Very roughly all atoms occupy about the same volume (of the order of 10-29 m3) in solid and liquid phases so the increase in the number of atoms means that the volume increases. Loss of some fission products from the fuel tends to mitigate the increase, but on the other hand retention of bubbles of gaseous fission products tends to enhance it. The net result is a fractional increase in the volume of the solid fuel of about 0.8 times the burnup.

This swelling is almost inexorable and if the fuel fits closely inside the cladding when it is new the cladding is forced to strain to accom­modate it. Thus for example 10% burnup would imply about 3% normal strain in the cladding in both the circumferential and (because friction between fuel and cladding does not allow relative motion) axial directions. As pointed out in section 3.3.4 the ductility of the irradiated cladding may be too low to accommodate so large a strain. Since the primary purpose of the cladding is to retain the radioactive fission products, if more than a very few fuel elements crack because of the swelling of the fuel inside them the design is unacceptable. The burnup has to be limited by design to a value at which trial irradiation has shown that no more than an acceptable number of cladding failures will occur.

It is usual to allow for the effects of fuel swelling by leaving space for the fuel to swell without straining the cladding. In some cases this has been done by manufacturing the fuel in the form of pellets with a central hole so that the increase in volume can be accommodated by filling or partially filling the hole. Alternatively and more usually the fuel is manufactured as porous pellets, the pores occupying some 10-20% of the overall volume, and the swelling is accommodated by filling the pores.

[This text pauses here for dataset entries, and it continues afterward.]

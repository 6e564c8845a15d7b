//! Documentation catalog model and loading.

mod loader;
mod types;

pub use loader::{expand_tilde, load_catalog};
pub use types::{
    Argument, Catalog, CatalogStats, ConstantEntry, MethodEntry, NAMESPACE_DELIMITER, TypeEntry,
};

It is by no means certain, however, that either pores or a cent­ral void work in the manner intended to accommodate swelling. As explained in section 2.4.1 pores migrate during operation and a central void is often formed even when one is not present initially. In addition the fuel creeps (see section 2.4.3) so that there is a tendency for stress between fuel and cladding to be relieved by strain of the fuel as well as of the cladding, and irradiation-induced reduction of the density of the cladding (section 3.3.2) also helps to accommodate fuel swelling. In fact the picture is so confused that, although the strain of the clad­ding of an irradiated fuel element can be measured, it is not easy to predict.

A convenient parameter often used to characterise the space avail­able to accommodate the swelling of the fuel is the “smear density”. It is often defined as the ratio between the mass of fuel per unit length of the fuel element as manufactured and the mass of fuel it would contain if the cladding were completely filled with fuel at its maximum theoretical density (i. e. if there were no gap between the pellets and the cladding, and no porosity or central hole in the pellets). Oxide fuel elements are typically manufactured with 80% smear density.

Sometimes the term is used slightly differently, being defined as the average density the fuel would have if it were spread uniformly across the cross-section of the fuel element. Thus if the theoretical density of UO2 is 11000 kgm-3, a fuel element with 80% smear density according to the definition in the previous paragraph might alternatively be said to have a smear density of 8800 kgm-3.